— Task details —
Every line in the records below with the string "async" needs to be copied out.

=== Section Start ===

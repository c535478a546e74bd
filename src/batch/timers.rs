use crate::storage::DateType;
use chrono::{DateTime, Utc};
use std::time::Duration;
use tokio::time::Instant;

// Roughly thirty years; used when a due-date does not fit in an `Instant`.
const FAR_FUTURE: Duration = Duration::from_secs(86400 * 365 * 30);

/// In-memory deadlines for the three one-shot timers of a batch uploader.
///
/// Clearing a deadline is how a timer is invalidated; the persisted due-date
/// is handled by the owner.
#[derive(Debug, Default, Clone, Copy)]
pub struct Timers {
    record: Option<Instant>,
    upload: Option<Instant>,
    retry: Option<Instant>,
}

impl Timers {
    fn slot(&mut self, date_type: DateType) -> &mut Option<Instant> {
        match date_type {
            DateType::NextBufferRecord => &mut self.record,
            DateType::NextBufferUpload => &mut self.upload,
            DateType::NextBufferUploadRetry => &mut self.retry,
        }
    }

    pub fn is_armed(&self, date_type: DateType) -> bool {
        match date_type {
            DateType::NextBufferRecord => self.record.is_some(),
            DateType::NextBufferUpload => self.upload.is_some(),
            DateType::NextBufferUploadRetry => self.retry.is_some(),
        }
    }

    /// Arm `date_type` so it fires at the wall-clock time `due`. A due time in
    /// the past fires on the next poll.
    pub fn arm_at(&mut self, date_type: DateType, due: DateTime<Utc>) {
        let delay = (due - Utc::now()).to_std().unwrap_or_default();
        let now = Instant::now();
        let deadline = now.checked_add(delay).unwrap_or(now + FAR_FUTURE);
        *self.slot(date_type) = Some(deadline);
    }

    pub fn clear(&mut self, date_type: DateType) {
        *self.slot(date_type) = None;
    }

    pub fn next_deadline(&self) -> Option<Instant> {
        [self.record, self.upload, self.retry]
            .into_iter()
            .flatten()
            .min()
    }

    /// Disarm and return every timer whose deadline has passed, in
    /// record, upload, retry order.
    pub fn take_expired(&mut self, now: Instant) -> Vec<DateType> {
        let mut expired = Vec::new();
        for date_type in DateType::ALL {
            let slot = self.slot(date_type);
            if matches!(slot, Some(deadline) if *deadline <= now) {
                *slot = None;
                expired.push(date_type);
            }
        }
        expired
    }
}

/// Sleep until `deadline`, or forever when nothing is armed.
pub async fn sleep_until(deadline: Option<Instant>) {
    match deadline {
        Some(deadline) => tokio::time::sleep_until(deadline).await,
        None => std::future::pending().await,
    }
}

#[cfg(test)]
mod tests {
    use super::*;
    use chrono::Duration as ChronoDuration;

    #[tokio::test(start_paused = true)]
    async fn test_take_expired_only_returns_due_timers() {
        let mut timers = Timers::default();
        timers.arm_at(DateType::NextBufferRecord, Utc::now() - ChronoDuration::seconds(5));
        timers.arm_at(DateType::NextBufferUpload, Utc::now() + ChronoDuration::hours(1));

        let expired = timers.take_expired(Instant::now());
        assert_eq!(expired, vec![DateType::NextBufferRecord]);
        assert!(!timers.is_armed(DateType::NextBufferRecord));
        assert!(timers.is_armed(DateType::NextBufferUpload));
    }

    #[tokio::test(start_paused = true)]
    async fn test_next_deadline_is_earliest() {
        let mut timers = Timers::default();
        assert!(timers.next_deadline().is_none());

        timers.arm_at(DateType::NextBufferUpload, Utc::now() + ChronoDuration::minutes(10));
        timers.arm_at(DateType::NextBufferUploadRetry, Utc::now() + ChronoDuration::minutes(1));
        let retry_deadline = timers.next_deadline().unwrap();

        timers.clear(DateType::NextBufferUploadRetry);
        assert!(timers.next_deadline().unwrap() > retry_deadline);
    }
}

=== Section End ===
=== Section Start ===

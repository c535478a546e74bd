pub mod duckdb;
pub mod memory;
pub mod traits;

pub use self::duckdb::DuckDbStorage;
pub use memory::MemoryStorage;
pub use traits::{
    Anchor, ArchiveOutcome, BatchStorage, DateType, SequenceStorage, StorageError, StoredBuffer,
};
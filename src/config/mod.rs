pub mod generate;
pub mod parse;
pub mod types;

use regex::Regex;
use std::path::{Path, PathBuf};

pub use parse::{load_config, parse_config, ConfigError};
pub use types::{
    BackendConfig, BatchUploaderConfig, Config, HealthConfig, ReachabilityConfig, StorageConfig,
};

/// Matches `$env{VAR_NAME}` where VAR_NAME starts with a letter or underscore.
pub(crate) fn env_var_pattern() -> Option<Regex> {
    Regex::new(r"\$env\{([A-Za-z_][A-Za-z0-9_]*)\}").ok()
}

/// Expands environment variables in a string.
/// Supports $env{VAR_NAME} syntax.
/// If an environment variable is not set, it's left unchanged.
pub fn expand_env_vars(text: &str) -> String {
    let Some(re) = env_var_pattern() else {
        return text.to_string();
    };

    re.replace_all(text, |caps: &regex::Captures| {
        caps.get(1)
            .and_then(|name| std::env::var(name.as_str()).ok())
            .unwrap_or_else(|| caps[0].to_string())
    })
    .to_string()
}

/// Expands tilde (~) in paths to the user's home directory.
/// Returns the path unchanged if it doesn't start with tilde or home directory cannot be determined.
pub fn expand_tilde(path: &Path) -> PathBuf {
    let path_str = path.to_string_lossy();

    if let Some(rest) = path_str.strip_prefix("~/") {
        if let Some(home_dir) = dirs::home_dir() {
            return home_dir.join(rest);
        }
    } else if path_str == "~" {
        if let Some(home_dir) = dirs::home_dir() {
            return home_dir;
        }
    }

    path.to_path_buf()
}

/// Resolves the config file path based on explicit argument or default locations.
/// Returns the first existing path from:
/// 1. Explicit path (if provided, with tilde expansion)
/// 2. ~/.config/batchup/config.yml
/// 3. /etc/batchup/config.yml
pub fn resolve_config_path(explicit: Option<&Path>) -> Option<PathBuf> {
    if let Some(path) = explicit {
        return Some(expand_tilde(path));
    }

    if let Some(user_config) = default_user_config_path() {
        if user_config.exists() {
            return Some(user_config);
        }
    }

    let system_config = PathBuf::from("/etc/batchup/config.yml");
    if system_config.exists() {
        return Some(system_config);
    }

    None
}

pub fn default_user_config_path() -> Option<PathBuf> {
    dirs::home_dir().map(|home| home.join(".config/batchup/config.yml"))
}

=== Section End ===

— Your solution —
pub async fn sleep_until(deadline: Option<Instant>) {
    async fn test_take_expired_only_returns_due_timers() {
    async fn test_next_deadline_is_earliest() {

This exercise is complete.